Three Java solutions—two O(n^2), one Manacher's


  • 1

    My first solution was pretty naive, but still somewhat efficient (27 ms):

    public String longestPalindrome(String s) {
        int es = 0, ee = 0, os = 0, oe = 0; // even/odd starts/ends
        char[] cs = s.toCharArray();
        for (int i = 0; i < cs.length; ++i) {
            if (ee - es >= Math.min(i + 1, cs.length - 1 - i) * 2
                    && oe - os >= Math.min(i, cs.length - 1 - i) * 2 + 1) {
                break;
            }
            int lenEven = 0;
            for (int j = i, k = i + 1; j >= 0 && k < s.length() && cs[j] == cs[k]; --j, ++k) {
                lenEven += 2;
            }
            if (lenEven > ee - es) {
                es = i - lenEven / 2 + 1;
                ee = i + lenEven / 2 + 1;
            }
            int lenOdd = -1;
            for (int j = i, k = i; j >= 0 && k < s.length() && cs[j] == cs[k]; --j, ++k) {
                lenOdd += 2;
            }
            if (lenOdd > oe - os) {
                os = i - lenOdd / 2;
                oe = i + lenOdd / 2 + 1;
            }
        }
        return oe - os > ee - es ? s.substring(os, oe) : s.substring(es, ee);
    }
    

    The next solution was based on this one, but slightly improved. 7 ms. For explanation, refer to my answer to that solution.
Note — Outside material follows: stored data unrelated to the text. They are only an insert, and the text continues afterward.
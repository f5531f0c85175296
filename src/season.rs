use std::fmt;
use std::str::FromStr;

use serde::{Deserialize, Serialize};

/// A league season keyed by its four-digit code, e.g. `1920` for 2019/20.
#[derive(Debug, Clone, Copy, PartialEq, Eq, PartialOrd, Ord, Hash, Serialize, Deserialize)]
pub struct Season {
    start: u8,
}

impl Season {
    /// `start` is the two-digit year the season starts in (`19` for 2019/20).
    pub fn new(start: u8) -> Option<Self> {
        if start > 98 {
            return None;
        }
        Some(Self { start })
    }

    pub fn start_year(&self) -> u8 {
        self.start
    }

    /// The immediately preceding season, or `None` before 00/01.
    pub fn previous(&self) -> Option<Season> {
        self.start.checked_sub(1).map(|start| Season { start })
    }

    pub fn next(&self) -> Option<Season> {
        Season::new(self.start + 1)
    }

    pub fn code(&self) -> String {
        format!("{:02}{:02}", self.start, self.start + 1)
    }
}

impl fmt::Display for Season {
    fn fmt(&self, f: &mut fmt::Formatter<'_>) -> fmt::Result {
        write!(f, "{:02}{:02}", self.start, self.start + 1)
    }
}

impl FromStr for Season {
    type Err = String;

    fn from_str(raw: &str) -> Result<Self, Self::Err> {
        let digits: String = raw.chars().filter(|c| c.is_ascii_digit()).collect();
        // Accept "1920", "2019/20", "2019-2020".
        let (first, second) = match digits.len() {
            4 => (&digits[0..2], &digits[2..4]),
            6 => (&digits[2..4], &digits[4..6]),
            8 => (&digits[2..4], &digits[6..8]),
            _ => return Err(format!("unrecognised season code {raw:?}")),
        };
        let start = first
            .parse::<u8>()
            .map_err(|_| format!("bad season start in {raw:?}"))?;
        let end = second
            .parse::<u8>()
            .map_err(|_| format!("bad season end in {raw:?}"))?;
        if end != start + 1 {
            return Err(format!("season {raw:?} does not span consecutive years"));
        }
        Season::new(start).ok_or_else(|| format!("season {raw:?} out of range"))
    }
}

#[cfg(test)]
mod tests {
    use super::Season;

    #[test]
    fn parses_common_forms() {
        let s: Season = "1920".parse().unwrap();
        assert_eq!(s.start_year(), 19);
        assert_eq!("2019/20".parse::<Season>().unwrap(), s);
        assert_eq!("2019-2020".parse::<Season>().unwrap(), s);
        assert!("1921".parse::<Season>().is_err());
        assert!("abc".parse::<Season>().is_err());
    }

    #[test]
    fn previous_and_display() {
        let s: Season = "1011".parse().unwrap();
        assert_eq!(s.previous().unwrap().to_string(), "0910");
        assert_eq!(s.code(), "1011");
        assert!("0001".parse::<Season>().unwrap().previous().is_none());
    }
}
    public String longestPalindrome(String s) {
        int start = 0, end = 0;
        char[] cs = s.toCharArray();
        for (int i = 0, max = 0, prev = 0; i < cs.length; ++i) {
            if (i - max - 1 >= 0 && cs[i - max - 1] == cs[i]
                    && (prev == i - 1 || isPalindrome(cs, i - max, i))) {
                start = i - max - 1;
                end = i + 1;
                max += 2;
                prev = i;
            } else if (isPalindrome(cs, i - max, i + 1)) {
                start = i - max;
                end = i + 1;
                ++max;
                prev = i;
            }
        }
        return s.substring(start, end);
    }
    
    private static boolean isPalindrome(char[] cs, int start, int end) {
        for (int i = start, j = end - 1; i < j; ++i, --j) {
            if (cs[i] != cs[j]) {
                return false;
            }
        }
        return true;
    }
    

    And finally, Manacher's algorithm. Instead of creating a temporary string with boundary separators, I work with a virtual string here, where even indexes correspond to boundaries and odd indexes correspond to actual characters. But it's still pretty slow (13 ms), and I can't think of a way to make it faster.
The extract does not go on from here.